Exercise details> Once the line containing "assert_eq!(snapshot.len(), 1);" is found in the data below, output that line and every line after it through the last, unchanged and with nothing else.

Saved entries>

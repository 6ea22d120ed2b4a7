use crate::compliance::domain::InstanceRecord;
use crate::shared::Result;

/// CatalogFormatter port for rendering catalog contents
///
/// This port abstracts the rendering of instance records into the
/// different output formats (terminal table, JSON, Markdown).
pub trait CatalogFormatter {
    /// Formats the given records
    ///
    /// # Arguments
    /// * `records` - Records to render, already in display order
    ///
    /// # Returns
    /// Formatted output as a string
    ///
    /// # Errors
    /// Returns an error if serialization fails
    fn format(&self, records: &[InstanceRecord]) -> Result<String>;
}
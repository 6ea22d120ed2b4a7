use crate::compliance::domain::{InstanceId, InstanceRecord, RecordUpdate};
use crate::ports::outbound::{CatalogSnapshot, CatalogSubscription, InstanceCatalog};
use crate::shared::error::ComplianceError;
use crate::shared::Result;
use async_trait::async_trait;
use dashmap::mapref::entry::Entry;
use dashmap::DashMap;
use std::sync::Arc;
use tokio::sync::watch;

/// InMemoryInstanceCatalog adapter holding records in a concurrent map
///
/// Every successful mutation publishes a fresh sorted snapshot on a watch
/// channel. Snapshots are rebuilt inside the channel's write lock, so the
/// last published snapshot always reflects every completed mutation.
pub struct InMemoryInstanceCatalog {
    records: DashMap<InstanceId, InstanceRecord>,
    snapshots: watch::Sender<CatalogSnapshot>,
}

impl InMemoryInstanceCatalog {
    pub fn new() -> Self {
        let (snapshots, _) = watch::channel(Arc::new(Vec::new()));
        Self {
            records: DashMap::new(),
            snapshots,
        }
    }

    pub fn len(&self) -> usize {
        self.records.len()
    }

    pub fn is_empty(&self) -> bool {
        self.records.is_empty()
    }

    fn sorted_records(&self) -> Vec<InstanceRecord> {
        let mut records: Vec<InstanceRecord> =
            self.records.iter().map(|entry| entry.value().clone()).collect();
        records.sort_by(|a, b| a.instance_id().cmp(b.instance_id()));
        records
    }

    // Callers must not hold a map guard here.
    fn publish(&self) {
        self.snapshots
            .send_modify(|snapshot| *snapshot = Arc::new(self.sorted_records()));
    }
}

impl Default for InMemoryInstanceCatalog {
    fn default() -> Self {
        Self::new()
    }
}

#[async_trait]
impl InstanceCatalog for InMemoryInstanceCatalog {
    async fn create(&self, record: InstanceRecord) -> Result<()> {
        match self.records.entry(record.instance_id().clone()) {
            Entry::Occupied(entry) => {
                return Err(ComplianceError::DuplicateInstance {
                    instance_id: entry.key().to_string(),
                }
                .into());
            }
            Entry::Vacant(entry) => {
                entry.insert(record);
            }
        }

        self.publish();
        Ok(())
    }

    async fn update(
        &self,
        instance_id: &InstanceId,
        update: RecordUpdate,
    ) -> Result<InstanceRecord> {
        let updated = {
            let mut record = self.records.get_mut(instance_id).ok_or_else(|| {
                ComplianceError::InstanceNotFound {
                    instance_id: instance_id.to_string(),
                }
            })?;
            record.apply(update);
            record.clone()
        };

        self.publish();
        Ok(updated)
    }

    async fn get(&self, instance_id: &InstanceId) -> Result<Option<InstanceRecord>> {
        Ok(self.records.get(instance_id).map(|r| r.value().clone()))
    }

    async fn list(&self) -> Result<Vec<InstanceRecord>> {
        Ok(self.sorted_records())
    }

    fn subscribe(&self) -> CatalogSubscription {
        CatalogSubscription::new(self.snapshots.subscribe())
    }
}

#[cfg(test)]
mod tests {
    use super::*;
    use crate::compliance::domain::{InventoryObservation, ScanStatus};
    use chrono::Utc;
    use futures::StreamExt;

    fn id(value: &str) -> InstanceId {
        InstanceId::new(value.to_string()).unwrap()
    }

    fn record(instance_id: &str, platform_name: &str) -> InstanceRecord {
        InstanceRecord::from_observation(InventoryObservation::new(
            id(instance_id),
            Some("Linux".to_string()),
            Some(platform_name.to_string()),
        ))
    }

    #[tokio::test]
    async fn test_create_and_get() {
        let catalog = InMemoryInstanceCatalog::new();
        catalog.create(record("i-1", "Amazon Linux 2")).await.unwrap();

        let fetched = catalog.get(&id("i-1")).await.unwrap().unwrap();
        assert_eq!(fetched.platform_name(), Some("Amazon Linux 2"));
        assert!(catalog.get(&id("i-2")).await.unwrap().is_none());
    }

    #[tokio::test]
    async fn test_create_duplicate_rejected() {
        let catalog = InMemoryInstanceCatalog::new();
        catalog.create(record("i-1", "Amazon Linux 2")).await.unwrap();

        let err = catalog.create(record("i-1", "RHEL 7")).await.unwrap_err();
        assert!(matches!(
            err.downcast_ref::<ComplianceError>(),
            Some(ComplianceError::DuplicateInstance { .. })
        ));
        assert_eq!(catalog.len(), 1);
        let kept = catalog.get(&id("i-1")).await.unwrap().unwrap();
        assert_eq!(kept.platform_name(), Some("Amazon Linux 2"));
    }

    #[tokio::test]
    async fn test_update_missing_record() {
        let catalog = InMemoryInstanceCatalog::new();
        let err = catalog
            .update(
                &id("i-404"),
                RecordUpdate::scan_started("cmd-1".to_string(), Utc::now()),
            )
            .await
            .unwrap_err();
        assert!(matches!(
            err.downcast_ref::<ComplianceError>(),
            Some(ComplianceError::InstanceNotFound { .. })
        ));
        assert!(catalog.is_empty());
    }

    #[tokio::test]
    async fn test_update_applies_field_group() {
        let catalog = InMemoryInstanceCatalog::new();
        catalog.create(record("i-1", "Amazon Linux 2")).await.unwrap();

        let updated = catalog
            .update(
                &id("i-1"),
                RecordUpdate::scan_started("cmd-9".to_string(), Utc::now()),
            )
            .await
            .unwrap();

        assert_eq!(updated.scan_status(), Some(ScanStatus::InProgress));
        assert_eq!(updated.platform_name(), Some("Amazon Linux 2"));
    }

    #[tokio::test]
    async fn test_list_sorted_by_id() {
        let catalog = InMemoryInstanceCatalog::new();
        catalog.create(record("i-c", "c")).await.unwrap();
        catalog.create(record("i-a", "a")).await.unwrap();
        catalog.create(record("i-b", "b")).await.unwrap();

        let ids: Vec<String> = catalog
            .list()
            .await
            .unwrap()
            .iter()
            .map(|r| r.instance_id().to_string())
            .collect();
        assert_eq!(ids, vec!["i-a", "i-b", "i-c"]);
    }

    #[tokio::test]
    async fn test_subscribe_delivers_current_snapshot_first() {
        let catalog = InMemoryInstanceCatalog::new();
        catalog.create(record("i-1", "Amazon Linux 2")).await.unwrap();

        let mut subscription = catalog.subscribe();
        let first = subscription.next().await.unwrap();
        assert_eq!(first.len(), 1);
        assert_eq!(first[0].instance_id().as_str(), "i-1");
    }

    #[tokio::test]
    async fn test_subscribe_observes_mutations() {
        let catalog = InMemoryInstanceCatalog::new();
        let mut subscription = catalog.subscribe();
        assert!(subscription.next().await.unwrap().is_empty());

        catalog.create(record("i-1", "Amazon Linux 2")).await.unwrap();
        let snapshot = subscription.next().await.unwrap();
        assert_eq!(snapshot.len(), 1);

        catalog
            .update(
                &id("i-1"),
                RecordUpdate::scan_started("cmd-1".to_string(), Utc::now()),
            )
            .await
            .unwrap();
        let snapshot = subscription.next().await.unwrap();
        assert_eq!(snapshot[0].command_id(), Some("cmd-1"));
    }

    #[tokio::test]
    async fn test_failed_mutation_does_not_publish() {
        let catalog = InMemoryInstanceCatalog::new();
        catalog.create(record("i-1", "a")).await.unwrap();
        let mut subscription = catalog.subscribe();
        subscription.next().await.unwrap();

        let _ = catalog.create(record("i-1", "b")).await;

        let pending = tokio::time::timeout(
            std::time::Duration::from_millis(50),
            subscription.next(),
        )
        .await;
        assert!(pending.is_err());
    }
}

Result for this task>
        assert_eq!(snapshot.len(), 1);

        catalog
            .update(
                &id("i-1"),
                RecordUpdate::scan_started("cmd-1".to_string(), Utc::now()),
            )
            .await
            .unwrap();
        let snapshot = subscription.next().await.unwrap();
        assert_eq!(snapshot[0].command_id(), Some("cmd-1"));
    }

    #[tokio::test]
    async fn test_failed_mutation_does_not_publish() {
        let catalog = InMemoryInstanceCatalog::new();
        catalog.create(record("i-1", "a")).await.unwrap();
        let mut subscription = catalog.subscribe();
        subscription.next().await.unwrap();

        let _ = catalog.create(record("i-1", "b")).await;

        let pending = tokio::time::timeout(
            std::time::Duration::from_millis(50),
            subscription.next(),
        )
        .await;
        assert!(pending.is_err());
    }
}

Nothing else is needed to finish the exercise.